Monday, January 21, 2013

Review: "Living Half Free" by Haley Whitehall


If you’re offended by harsh racial epithets and violence, you might not want to read Living Half Free, a first novel by Haley Whitehall. Set in the South before, during, and after the Civil War, it tells the story of Zachariah, a very light skinned black who is held in slavery, and who is sold away from his family, and taken from Virginia into the deep South, where he faces harshness and bigotry worse than he’s ever encountered.

Over time, he earns his freedom and meets a young Indian woman, Lillian, and the two fall in love. Able to pass himself off as white, he’s able to live with Lillian on the reservation, until the arrival of the sadistic son of his second master uncovers his identity. Zachariah then learns that prejudice runs just as deep among the Indians as the whites and is forced to accept being put back into slavery to save Lillian from the tribe’s harsh punishment. Lillian uses her wiles to free him once again, and the two of them flee to California where the prejudice is less.

As you follow Zachariah through his life, beginning in Strasburg, Virginia in 1838, to San Francisco in 1867, you will be alternately moved and repulsed; moved at how his strong faith helps him survive the severest of conditions, and repulsed at the depths of depravity to which some people can sink in their treatment of others.

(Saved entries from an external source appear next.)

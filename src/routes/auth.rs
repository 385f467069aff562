// ABOUTME: Authentication route handlers for registration, login, and logout
// ABOUTME: Validates credentials at the boundary and manages the session cookie
//
// SPDX-License-Identifier: MIT OR Apache-2.0
// Copyright (c) 2025 CleberFit

//! Authentication routes.
//!
//! Registration and login validate their input before touching the store.
//! Login establishes a session bound to the authenticated user id and sets
//! the session cookie; logout destroys the session and always succeeds,
//! even when no session existed.

use std::sync::Arc;

use axum::extract::State;
use axum::http::HeaderMap;
use axum::response::{IntoResponse, Response};
use axum::routing::{get, post};
use axum::{Json, Router};
use serde::{Deserialize, Serialize};
use serde_json::json;
use tracing::{debug, info, warn};

use crate::auth::{hash_password, verify_password};
use crate::errors::{AppError, AppResult};
use crate::models::UserId;
use crate::resources::ServerResources;
use crate::security::cookies::{clear_session_cookie, get_cookie_value, set_session_cookie, SESSION_COOKIE};

/// User registration request
#[derive(Debug, Deserialize)]
pub struct RegisterRequest {
    /// Display name
    pub nome: Option<String>,
    /// Email address (globally unique)
    pub email: Option<String>,
    /// Plain-text secret, hashed before storage
    pub senha: Option<String>,
}

/// User login request
#[derive(Debug, Deserialize)]
pub struct LoginRequest {
    /// Email address
    pub email: Option<String>,
    /// Plain-text secret
    pub senha: Option<String>,
}

/// Authenticated user info returned on login
#[derive(Debug, Serialize)]
pub struct UserInfo {
    /// Display name
    pub nome: String,
    /// Email address
    pub email: String,
}

/// Login response
#[derive(Debug, Serialize)]
pub struct LoginResponse {
    /// Always true on success
    pub success: bool,
    /// Authenticated user
    pub user: UserInfo,
    /// Human-readable status message
    pub message: String,
}

/// Authentication service for business logic
#[derive(Clone)]
pub struct AuthService {
    resources: Arc<ServerResources>,
}

impl AuthService {
    /// Create the service over the shared resources
    #[must_use]
    pub fn new(resources: Arc<ServerResources>) -> Self {
        Self { resources }
    }

    /// Register a new user
    ///
    /// # Errors
    ///
    /// Returns `InvalidInput` on missing fields, `DuplicateEntry` if the
    /// email is already registered, or a database error.
    pub async fn register(&self, request: RegisterRequest) -> AppResult<UserId> {
        let name = required_field(request.nome, "nome")?;
        let email = required_field(request.email, "email")?;
        let secret = required_field(request.senha, "senha")?;

        if !is_valid_email(&email) {
            return Err(AppError::invalid_input("invalid email format"));
        }

        let password_hash = hash_password(&secret).await?;
        let user_id = self
            .resources
            .database
            .create_user(&name, &email, &password_hash)
            .await?;

        info!(user_id, "user registered successfully");
        Ok(user_id)
    }

    /// Authenticate a user and open a session for them
    ///
    /// Returns the session token and user info; the HTTP handler turns the
    /// token into a cookie.
    ///
    /// # Errors
    ///
    /// Returns `InvalidCredentials` on unknown email or digest mismatch.
    pub async fn login(&self, request: LoginRequest) -> AppResult<(String, UserInfo)> {
        let email = required_field(request.email, "email")?;
        let secret = required_field(request.senha, "senha")?;

        let user = self
            .resources
            .database
            .get_user_by_email(&email)
            .await?
            .ok_or_else(|| {
                debug!(email = %email, "login failed: unknown email");
                AppError::invalid_credentials("invalid email or password")
            })?;

        if !verify_password(&secret, &user.password_hash).await? {
            warn!(user_id = user.id, "login failed: password mismatch");
            return Err(AppError::invalid_credentials("invalid email or password"));
        }

        let token = self.resources.sessions.create(user.id);
        info!(user_id = user.id, "user logged in successfully");

        Ok((
            token,
            UserInfo {
                nome: user.name,
                email: user.email,
            },
        ))
    }
}

/// Authentication routes
pub struct AuthRoutes;

impl AuthRoutes {
    /// Create all authentication routes
    pub fn routes(resources: Arc<ServerResources>) -> Router {
        Router::new()
            .route("/api/login", post(Self::handle_login))
            .route("/api/cadastro", post(Self::handle_register))
            .route("/api/logout", get(Self::handle_logout).post(Self::handle_logout))
            .with_state(resources)
    }

    /// Handle user login: verify credentials and set the session cookie
    async fn handle_login(
        State(resources): State<Arc<ServerResources>>,
        Json(request): Json<LoginRequest>,
    ) -> Result<Response, AppError> {
        let ttl_secs = resources.sessions.ttl_seconds();
        let service = AuthService::new(resources);
        let (token, user) = service.login(request).await?;

        let mut headers = HeaderMap::new();
        set_session_cookie(&mut headers, &token, ttl_secs);

        let body = Json(LoginResponse {
            success: true,
            user,
            message: "logged in".to_owned(),
        });
        Ok((headers, body).into_response())
    }

    /// Handle user registration
    async fn handle_register(
        State(resources): State<Arc<ServerResources>>,
        Json(request): Json<RegisterRequest>,
    ) -> Result<Response, AppError> {
        let service = AuthService::new(resources);
        let user_id = service.register(request).await?;

        Ok(Json(json!({ "success": true, "id": user_id })).into_response())
    }

    /// Handle logout: destroy the session (idempotent) and clear the cookie
    async fn handle_logout(
        State(resources): State<Arc<ServerResources>>,
        request_headers: HeaderMap,
    ) -> Response {
        if let Some(token) = get_cookie_value(&request_headers, SESSION_COOKIE) {
            resources.sessions.destroy(&token);
        }

        let mut headers = HeaderMap::new();
        clear_session_cookie(&mut headers);

        (headers, Json(json!({ "success": true }))).into_response()
    }
}

/// Reject missing or blank required fields at the boundary
fn required_field(value: Option<String>, name: &str) -> AppResult<String> {
    match value {
        Some(value) if !value.trim().is_empty() => Ok(value),
        _ => Err(AppError::invalid_input(format!("missing field: {name}"))),
    }
}

/// Minimal email shape check; real validation happens at delivery time
fn is_valid_email(email: &str) -> bool {
    let Some((local, domain)) = email.split_once('@') else {
        return false;
    };
    !local.is_empty() && domain.contains('.') && !domain.starts_with('.') && !domain.ends_with('.')
}

#[cfg(test)]
mod tests {
    use super::*;

    #[test]
    fn email_shape_check() {
        assert!(is_valid_email("ana@exemplo.com.br"));
        assert!(!is_valid_email("sem-arroba"));
        assert!(!is_valid_email("@dominio.com"));
        assert!(!is_valid_email("ana@dominio"));
    }

    #[test]
    fn required_field_rejects_blank_values() {
        assert!(required_field(Some("  ".to_owned()), "nome").is_err());
        assert!(required_field(None, "nome").is_err());
        assert_eq!(required_field(Some("Ana".to_owned()), "nome").unwrap(), "Ana");
    }
}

This is a great story, only a bit in parts by what is difficult for even the most experienced writers – dialect that sometimes doesn’t ring quite true. Dialect, when written, depends on the reader’s pronunciation to be rendered, and having grown up in the South in the 50s and 60s, when some people still spoke much like they did during the 19th century, as well as being a writer and teacher of English, I found some of the words and sentences a bit difficult to comprehend, and not like I recall old people of my childhood talking. The author can be forgiven, though; this is one of the most difficult skills to master, and some of us never truly get it. Once you get past these few glitches, though, you’ll find this a good read, for a first timer who I predict will get better with time.